RECORDS TO USE:

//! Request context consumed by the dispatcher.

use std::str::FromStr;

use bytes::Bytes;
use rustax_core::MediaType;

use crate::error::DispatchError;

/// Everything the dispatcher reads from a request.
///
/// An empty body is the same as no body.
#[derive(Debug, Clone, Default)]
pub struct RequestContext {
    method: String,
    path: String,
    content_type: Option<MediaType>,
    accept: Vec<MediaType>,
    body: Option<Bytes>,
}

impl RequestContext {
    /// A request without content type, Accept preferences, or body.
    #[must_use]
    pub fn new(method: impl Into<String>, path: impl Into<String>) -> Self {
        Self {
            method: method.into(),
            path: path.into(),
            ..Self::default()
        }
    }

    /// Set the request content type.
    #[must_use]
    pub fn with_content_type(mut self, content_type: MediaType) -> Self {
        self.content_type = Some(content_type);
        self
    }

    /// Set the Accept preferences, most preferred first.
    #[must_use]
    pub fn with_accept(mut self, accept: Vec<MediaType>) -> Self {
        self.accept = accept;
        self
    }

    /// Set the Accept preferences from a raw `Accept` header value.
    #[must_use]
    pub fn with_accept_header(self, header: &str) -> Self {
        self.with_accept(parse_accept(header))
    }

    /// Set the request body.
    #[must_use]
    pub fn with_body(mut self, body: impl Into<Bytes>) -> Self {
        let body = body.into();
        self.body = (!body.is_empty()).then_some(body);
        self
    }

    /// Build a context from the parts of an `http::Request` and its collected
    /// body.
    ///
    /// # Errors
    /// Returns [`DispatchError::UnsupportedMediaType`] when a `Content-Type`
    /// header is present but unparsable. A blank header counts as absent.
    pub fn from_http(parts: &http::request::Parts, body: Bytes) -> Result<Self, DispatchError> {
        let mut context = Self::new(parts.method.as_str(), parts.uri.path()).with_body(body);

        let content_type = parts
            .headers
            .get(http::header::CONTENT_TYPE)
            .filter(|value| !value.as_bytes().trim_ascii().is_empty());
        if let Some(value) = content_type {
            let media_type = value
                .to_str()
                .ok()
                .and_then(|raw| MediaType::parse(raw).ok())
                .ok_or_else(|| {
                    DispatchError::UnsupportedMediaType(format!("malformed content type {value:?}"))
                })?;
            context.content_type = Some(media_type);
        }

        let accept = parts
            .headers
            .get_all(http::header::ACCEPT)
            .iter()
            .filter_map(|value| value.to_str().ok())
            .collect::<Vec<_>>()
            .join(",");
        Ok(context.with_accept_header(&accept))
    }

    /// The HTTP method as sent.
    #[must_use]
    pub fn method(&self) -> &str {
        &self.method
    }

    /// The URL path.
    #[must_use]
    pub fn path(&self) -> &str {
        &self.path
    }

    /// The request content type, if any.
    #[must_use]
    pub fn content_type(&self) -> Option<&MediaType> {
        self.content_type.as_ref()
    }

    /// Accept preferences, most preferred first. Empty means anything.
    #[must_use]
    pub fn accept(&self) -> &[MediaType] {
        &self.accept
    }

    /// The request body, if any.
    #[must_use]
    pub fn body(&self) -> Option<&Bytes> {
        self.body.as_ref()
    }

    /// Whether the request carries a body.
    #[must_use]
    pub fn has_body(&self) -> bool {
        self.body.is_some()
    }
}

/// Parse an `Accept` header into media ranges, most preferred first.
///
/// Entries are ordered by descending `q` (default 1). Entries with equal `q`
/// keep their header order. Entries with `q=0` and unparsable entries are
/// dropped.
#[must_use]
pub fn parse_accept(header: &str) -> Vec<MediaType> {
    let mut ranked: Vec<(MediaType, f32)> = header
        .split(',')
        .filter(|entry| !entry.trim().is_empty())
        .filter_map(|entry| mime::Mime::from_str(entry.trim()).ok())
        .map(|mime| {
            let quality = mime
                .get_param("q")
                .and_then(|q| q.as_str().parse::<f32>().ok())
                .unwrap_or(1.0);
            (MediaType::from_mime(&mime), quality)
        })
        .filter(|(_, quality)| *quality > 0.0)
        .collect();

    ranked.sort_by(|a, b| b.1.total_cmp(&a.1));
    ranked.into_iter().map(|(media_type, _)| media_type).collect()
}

--

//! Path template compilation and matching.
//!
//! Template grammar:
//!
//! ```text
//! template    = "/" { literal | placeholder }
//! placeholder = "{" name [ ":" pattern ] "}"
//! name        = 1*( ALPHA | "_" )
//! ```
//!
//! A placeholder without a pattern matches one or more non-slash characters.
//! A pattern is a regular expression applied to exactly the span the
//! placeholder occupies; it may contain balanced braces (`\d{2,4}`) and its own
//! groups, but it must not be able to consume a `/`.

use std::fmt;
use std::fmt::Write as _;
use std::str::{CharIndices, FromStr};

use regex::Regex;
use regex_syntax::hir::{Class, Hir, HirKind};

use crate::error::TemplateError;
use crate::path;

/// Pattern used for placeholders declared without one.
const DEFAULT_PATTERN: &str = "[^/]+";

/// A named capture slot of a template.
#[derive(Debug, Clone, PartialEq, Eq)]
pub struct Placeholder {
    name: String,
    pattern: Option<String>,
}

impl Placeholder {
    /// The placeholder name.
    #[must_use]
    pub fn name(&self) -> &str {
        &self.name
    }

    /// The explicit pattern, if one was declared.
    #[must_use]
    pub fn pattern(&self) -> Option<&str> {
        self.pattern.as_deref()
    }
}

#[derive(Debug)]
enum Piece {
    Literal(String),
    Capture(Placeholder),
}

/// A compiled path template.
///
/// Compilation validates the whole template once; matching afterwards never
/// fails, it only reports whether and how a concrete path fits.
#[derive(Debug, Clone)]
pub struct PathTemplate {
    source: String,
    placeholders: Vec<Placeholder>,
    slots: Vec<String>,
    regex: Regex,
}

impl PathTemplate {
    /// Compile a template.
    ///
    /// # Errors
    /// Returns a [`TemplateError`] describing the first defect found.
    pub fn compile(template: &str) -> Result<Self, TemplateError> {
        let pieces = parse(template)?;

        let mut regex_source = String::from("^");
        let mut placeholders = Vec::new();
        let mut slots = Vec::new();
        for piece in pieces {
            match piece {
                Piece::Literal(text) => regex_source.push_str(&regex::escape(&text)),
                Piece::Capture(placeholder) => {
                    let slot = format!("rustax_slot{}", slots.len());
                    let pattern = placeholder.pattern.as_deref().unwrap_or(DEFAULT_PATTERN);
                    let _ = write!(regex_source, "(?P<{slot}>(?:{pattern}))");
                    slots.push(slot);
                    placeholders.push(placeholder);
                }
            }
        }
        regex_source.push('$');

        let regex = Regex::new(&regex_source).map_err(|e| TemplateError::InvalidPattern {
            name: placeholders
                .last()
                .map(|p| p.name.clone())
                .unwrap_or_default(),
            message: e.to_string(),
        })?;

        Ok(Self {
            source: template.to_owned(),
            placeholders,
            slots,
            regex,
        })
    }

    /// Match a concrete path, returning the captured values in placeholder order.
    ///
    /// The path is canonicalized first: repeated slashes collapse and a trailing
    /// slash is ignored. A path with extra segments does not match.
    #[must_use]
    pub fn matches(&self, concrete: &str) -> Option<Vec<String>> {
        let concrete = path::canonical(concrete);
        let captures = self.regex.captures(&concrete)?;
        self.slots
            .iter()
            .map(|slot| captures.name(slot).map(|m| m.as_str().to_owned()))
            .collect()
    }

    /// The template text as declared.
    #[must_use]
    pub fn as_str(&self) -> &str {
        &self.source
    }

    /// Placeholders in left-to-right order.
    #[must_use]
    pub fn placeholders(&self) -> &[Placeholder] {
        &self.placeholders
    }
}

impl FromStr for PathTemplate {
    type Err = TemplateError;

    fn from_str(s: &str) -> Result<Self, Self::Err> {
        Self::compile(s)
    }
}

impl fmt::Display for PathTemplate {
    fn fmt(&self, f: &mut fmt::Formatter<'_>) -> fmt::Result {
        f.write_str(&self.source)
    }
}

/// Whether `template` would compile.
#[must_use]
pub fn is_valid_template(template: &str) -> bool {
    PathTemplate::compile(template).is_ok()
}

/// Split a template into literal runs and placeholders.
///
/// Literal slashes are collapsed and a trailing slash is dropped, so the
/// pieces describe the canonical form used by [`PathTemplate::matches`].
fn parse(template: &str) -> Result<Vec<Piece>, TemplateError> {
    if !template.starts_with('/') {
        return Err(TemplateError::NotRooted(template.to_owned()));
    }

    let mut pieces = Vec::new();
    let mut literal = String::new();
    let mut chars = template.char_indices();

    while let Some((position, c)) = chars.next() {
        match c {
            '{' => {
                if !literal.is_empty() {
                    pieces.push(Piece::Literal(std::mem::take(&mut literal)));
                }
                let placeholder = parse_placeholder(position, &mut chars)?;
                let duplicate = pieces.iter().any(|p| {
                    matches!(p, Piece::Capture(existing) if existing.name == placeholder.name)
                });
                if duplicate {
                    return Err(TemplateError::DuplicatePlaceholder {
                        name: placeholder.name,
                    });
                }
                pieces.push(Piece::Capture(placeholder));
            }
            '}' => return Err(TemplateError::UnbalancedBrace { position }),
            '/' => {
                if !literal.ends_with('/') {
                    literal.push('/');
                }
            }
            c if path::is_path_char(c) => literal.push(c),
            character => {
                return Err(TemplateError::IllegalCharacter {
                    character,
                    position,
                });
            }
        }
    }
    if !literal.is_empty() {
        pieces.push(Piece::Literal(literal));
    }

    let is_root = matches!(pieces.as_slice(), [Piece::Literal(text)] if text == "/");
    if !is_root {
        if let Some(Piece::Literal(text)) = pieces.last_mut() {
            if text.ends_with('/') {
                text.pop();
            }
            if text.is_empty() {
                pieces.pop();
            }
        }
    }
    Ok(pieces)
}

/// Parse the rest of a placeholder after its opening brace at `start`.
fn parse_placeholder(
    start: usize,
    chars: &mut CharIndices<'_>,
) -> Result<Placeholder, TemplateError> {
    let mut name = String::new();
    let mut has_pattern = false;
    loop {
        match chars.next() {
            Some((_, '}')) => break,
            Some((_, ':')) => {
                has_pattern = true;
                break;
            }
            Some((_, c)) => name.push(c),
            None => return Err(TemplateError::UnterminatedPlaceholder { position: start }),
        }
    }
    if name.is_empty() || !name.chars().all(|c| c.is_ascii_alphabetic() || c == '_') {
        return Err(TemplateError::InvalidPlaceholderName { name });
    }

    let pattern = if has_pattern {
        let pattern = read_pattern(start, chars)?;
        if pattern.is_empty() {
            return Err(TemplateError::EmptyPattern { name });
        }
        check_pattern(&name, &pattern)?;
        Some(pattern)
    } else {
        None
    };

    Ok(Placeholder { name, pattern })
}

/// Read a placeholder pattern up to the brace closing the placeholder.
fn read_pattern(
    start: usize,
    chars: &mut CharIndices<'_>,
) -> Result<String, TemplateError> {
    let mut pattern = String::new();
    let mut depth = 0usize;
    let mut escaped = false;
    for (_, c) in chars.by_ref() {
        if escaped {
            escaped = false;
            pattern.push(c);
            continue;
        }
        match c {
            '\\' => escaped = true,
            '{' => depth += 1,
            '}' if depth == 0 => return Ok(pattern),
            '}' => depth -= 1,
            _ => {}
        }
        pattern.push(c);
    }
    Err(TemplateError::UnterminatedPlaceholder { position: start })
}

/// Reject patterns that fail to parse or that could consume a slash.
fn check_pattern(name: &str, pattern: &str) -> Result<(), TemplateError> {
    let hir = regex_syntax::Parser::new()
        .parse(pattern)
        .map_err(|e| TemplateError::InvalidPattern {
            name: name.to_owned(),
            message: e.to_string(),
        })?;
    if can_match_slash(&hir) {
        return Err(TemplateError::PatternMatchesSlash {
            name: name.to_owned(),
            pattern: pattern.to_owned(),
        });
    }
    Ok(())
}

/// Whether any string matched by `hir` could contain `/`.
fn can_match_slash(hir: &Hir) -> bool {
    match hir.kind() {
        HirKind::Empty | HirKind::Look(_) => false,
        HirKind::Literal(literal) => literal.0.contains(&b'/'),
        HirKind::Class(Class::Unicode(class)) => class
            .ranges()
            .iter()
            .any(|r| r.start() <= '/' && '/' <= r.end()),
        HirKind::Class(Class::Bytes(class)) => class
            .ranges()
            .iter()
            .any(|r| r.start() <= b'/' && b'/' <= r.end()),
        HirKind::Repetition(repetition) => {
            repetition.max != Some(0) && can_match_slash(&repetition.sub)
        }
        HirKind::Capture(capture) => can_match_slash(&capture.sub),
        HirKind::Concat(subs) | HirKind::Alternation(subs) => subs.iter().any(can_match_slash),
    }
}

EXERCISE INSTRUCTIONS: Could you return all lines from the records that include the word "PathTemplate"?

TASK OUTPUT:
pub struct PathTemplate {
impl PathTemplate {
impl FromStr for PathTemplate {
impl fmt::Display for PathTemplate {
    PathTemplate::compile(template).is_ok()
/// pieces describe the canonical form used by [`PathTemplate::matches`].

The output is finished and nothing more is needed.